O filme se agarra em seus personagens excêntricos (como os mendigos especialistas em vinho) e histórias bizarras para construir um retrato da cultura gastronômica que permeia a identidade de um país.
As situações vividas no filme servem para demonstrar a proximidade entre a rotina de uma pessoa comum e a gastronomia. E em nenhum outro filme essa relação é tratada com tanto carinho e cuidado como em Tampopo.
A busca pela maestria de cada parte do lámen que os nossos protagonistas embarcam os levam a conhecer uma variedade de personagens que demonstram vários aspectos da vida culinária, através de suas relações com suas áreas de interesse. Um exemplo é a abertura do filme, onde um mestre de lámen explica a seu estudante a importância de cada ingrediente, e como cortar, como falar com a sopa, como pensar sobre o prato, como se aproximar, como cheirar, como comer, como agradecer e como se lembrar do que comeu.
Tampopo é um filme que mergulha de cabeça nos seus detalhes. Sendo uma história focada em uma chef de lámen que busca se aperfeiçoar, a quantidade de detalhes é parte da trama, dos participantes e da cultura em geral. Ao assistir, existirão cenas longas onde o que se discute é a técnica de se fazer o macarrão, ou sequências de sonho inteiras sobre a confecção de sopas.

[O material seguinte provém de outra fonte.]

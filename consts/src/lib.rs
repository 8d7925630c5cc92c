// SPDX-FileCopyrightText: 2024 Foundation Devices, Inc. <hello@foundation.xyz>
// SPDX-License-Identifier: GPL-3.0-or-later

#![no_std]

/// Address of the Communication Region in AXI SRAM.
/// The region is placed in its own linker section right after the LCD framebuffer,
/// so the host can find it without reading the firmware symbol table.
pub const COMM_ADDRESS: u32 = 0x2402_5800;

/// Size of the header block at the start of the Communication Region.
/// Header fields only ever get appended inside this block.
pub const HEADER_BLOCK_SIZE: usize = 1024;

/// Size of one work context block (two slots plus the active copy).
pub const CONTEXT_BLOCK_SIZE: usize = 1024;

/// Number of work context slots the host can fill ("double buffering").
pub const NUM_SLOTS: usize = 2;

/// Size of each payload buffer and of the decompression scratch buffer.
pub const BUFFER_SIZE: usize = 256 << 10;

/// Window size used by the hash-only action. One 32-byte digest per window.
pub const HASH_CHUNK_SIZE: u32 = 256 << 10;

/// Length of a SHA-256 digest.
pub const SHA256_LEN: usize = 32;

/// Upper bound of the host-written progress value.
pub const PROGRESS_MAX: u32 = 26;

/// Memory-mapped window of the external OSPI NOR flash.
pub const EXTFLASH_BASE: u32 = 0x9000_0000;

/// External NOR flash page size; one page program per state machine tick.
pub const EXTFLASH_PAGE_SIZE: u32 = 256;

/// Base address of the internal flash (bank 1).
pub const INTFLASH_BASE: u32 = 0x0800_0000;

/// Base address of internal flash bank 2.
pub const INTFLASH_BANK2_BASE: u32 = 0x0810_0000;

/// Size of one internal flash bank (1 MiB).
pub const INTFLASH_BANK_SIZE: u32 = INTFLASH_BANK2_BASE - INTFLASH_BASE;

/// Internal flash sector size. Erase offsets and sizes are multiples of this.
pub const INTFLASH_SECTOR_SIZE: u32 = 8 << 10;

/// Internal flash word size (128 bits).
pub const INTFLASH_WORD_SIZE: u32 = 16;

/// Size erased on an internal bank when the host asks for `erase_bytes == 0`.
pub const INTFLASH_DEFAULT_ERASE: u32 = 256 << 10;
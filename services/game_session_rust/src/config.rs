//! Configuration for game_session_rust

use anyhow::Result;
use modsim_rust_core::circuit_breaker::ApiCircuitBreakerConfig;
use modsim_rust_core::{ConfigError, FeedSpeed, GameConfig};
use std::env;

#[derive(Debug, Clone)]
pub struct ServiceConfig {
    /// Game backend serving tweets and profiles
    pub api_base_url: String,
    pub auth_token: Option<String>,

    // Fact checking
    pub fact_check_api_key: Option<String>,
    pub news_api_key: Option<String>,

    // Session defaults
    pub feed_speed: FeedSpeed,
    pub hashtag: Option<String>,
    pub game: GameConfig,

    pub circuit_breaker: ApiCircuitBreakerConfig,
}

impl ServiceConfig {
    pub fn from_env() -> Result<Self> {
        let game = GameConfig::from_env();
        game.validate()?;

        let feed_speed = parse_feed_speed(optional("FEED_SPEED"))?;
        let api_base_url = parse_base_url(
            env::var("API_BASE_URL").unwrap_or_else(|_| "http://localhost:3001".to_string()),
        )?;

        Ok(Self {
            api_base_url,
            auth_token: optional("AUTH_TOKEN"),
            fact_check_api_key: optional("FACT_CHECK_API_KEY"),
            news_api_key: optional("NEWS_API_KEY"),
            feed_speed,
            hashtag: optional("HASHTAG"),
            game,
            circuit_breaker: ApiCircuitBreakerConfig::from_env(),
        })
    }
}

fn parse_feed_speed(raw: Option<String>) -> Result<FeedSpeed, ConfigError> {
    match raw {
        Some(value) => value
            .parse::<FeedSpeed>()
            .map_err(|_| ConfigError::InvalidValue { key: "FEED_SPEED", value }),
        None => Ok(FeedSpeed::default()),
    }
}

fn parse_base_url(raw: String) -> Result<String, ConfigError> {
    let url = raw.trim().trim_end_matches('/').to_string();
    if !url.starts_with("http://") && !url.starts_with("https://") {
        return Err(ConfigError::InvalidValue {
            key: "API_BASE_URL",
            value: raw,
        });
    }
    Ok(url)
}

/// Non-empty value of an environment variable
fn optional(var_name: &str) -> Option<String> {
    env::var(var_name)
        .ok()
        .map(|v| v.trim().to_string())
        .filter(|v| !v.is_empty())
}
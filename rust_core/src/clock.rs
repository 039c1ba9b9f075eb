//! Fixed-duration session countdown.

use crate::game_config::GameConfig;
use serde::{Deserialize, Serialize};

#[derive(Debug, Clone, Copy, PartialEq, Eq, Serialize, Deserialize)]
#[serde(tag = "state", rename_all = "snake_case")]
pub enum ClockTick {
    Running { time_remaining_ms: u64 },
    /// Reached zero on this tick. Reported exactly once per start.
    Expired,
    /// Tick arrived while the clock was not running
    Idle,
}

#[derive(Debug, Clone)]
pub struct SessionClock {
    duration_ms: u64,
    step_ms: u64,
    time_remaining_ms: u64,
    running: bool,
}

impl SessionClock {
    pub fn new(config: &GameConfig) -> Self {
        Self {
            duration_ms: config.game_duration_ms,
            step_ms: config.clock_step_ms,
            time_remaining_ms: config.game_duration_ms,
            running: false,
        }
    }

    pub fn start(&mut self) {
        self.time_remaining_ms = self.duration_ms;
        self.running = true;
    }

    pub fn tick(&mut self) -> ClockTick {
        if !self.running {
            return ClockTick::Idle;
        }
        self.time_remaining_ms = self.time_remaining_ms.saturating_sub(self.step_ms);
        if self.time_remaining_ms == 0 {
            self.running = false;
            return ClockTick::Expired;
        }
        ClockTick::Running {
            time_remaining_ms: self.time_remaining_ms,
        }
    }

    /// Safe to call any number of times
    pub fn stop(&mut self) {
        self.running = false;
    }

    pub fn is_running(&self) -> bool {
        self.running
    }

    pub fn time_remaining_ms(&self) -> u64 {
        self.time_remaining_ms
    }

    pub fn duration_ms(&self) -> u64 {
        self.duration_ms
    }
}
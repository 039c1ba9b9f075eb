//! Session controller: one tokio task per player session.
//!
//! The task owns the [`GameSession`] and its [`SessionTimers`] outright.
//! Player commands arrive over an mpsc channel, deferred work (loading, the
//! `is_new` settle delay, fact checks, rewards) runs in spawned tasks that
//! report back over an internal channel, and every change is published as
//! a [`SessionSnapshot`] on a watch channel.

use crate::config::ServiceConfig;
use crate::rewards::RewardLedger;
use crate::timers::{next_tick, SessionTimers};
use crate::types::{SessionCommand, SessionReport, SessionSnapshot};
use anyhow::{anyhow, Result};
use chrono::Utc;
use log::{debug, info, warn};
use modsim_rust_core::clients::{
    AuthTokenProvider, EnvTokenProvider, FactCheckService, FactChecker, HttpProfileStore,
    HttpTweetSource, ProfileStore, StaticTokenProvider, TweetSource,
};
use modsim_rust_core::scoring::ScoredAction;
use modsim_rust_core::upgrades::PurchaseReceipt;
use modsim_rust_core::{
    ClockTick, FactCheckOutcome, FeedSpeed, GameConfig, GamePhase, GameSession, ModerationAction,
    ModerationOutcome, SessionError, Tweet, TweetId, UpgradeEffectResolver, UpgradeEffects,
    Wallet,
};
use std::sync::Arc;
use tokio::sync::{mpsc, oneshot, watch};
use tokio::task::JoinHandle;
use tokio::time::{sleep, Instant};
use uuid::Uuid;

const COMMAND_BUFFER: usize = 64;

/// External services a session talks to
#[derive(Clone)]
pub struct Collaborators {
    pub tweets: Arc<dyn TweetSource>,
    pub fact_checks: Arc<dyn FactCheckService>,
    pub profile: Arc<dyn ProfileStore>,
}

impl Collaborators {
    /// HTTP-backed collaborators for `config`
    pub fn http(config: &ServiceConfig) -> Self {
        let auth: Arc<dyn AuthTokenProvider> = match &config.auth_token {
            Some(token) => Arc::new(StaticTokenProvider::new(token.clone())),
            None => Arc::new(EnvTokenProvider::default()),
        };
        Self {
            tweets: Arc::new(HttpTweetSource::new(
                &config.api_base_url,
                auth.clone(),
                config.circuit_breaker.clone(),
            )),
            fact_checks: Arc::new(FactChecker::from_keys(
                config.fact_check_api_key.clone(),
                config.news_api_key.clone(),
                config.circuit_breaker.clone(),
            )),
            profile: Arc::new(HttpProfileStore::new(
                &config.api_base_url,
                auth,
                config.circuit_breaker.clone(),
            )),
        }
    }
}

/// Results of deferred work, tagged with the session they belong to
enum Internal {
    Loaded {
        session_id: Uuid,
        tweets: Result<Vec<Tweet>>,
        wallet: Option<Wallet>,
    },
    Settle {
        session_id: Uuid,
        tweet_id: TweetId,
    },
    FactChecked {
        session_id: Uuid,
        tweet_id: TweetId,
        outcome: FactCheckOutcome,
    },
    WalletUpdated {
        money: i64,
    },
}

pub struct SessionController {
    session: GameSession,
    session_id: Option<Uuid>,
    timers: SessionTimers,
    started_at: Option<Instant>,
    collaborators: Collaborators,
    rewards: Arc<RewardLedger>,
    resolver: UpgradeEffectResolver,
    money: Option<i64>,
    last_error: Option<String>,
    snapshots: watch::Sender<SessionSnapshot>,
    reports: mpsc::UnboundedSender<SessionReport>,
    internal_tx: mpsc::UnboundedSender<Internal>,
}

O foco no perfeccionismo não atrapalha nem um pouco, mesmo se o espectador não souber nada sobre lámen ou comida japonesa. Os personagens que carregam a trama conseguem ser tão carismáticos e interessantes que o detalhismo da trama nunca chega a atrapalhar.
O humor é um foco intenso das vinhetas independentes do filme, que são inseridas em momentos esparsos do filme. Um exemplo é a vinheta do restaurante francês: um grupo de executivos senta numa mesa há um rapaz novo, infantil. Todos os executivos olham o cardápio longamente, esperando o mais velho fazer seu pedido primeiro, para que todos possam seguir seu exemplo; menos o jovem, que faz um pedido exuberante e complicado. A cena serve para examinar a cultura dos jantares corporativos, onde o foco não é a comida, mas sim o status e a vontade de se conformar com seus colegas.
A função dessas vinhetas é essa: examinar aspectos da cultura através da relação das pessoas com a comida, através de uma lente crítica e humorística. Mas é claro, explicar a piada tira toda a graça dela, e a bizarrice do humor japonês pode acabar afastando alguns espectadores.
O humor, é claro, é subjetivo. E Tampopo é um filme que, além de ser uma comédia extremamente voltada para o senso de humor japonês, discute elementos da cultura japonesa e da gastronomia japonesa, não aliena os espectadores alheios à essa cultura. Quem não se identifica com a busca pela técnica perfeita? Ou com a busca por ajudar um amigo?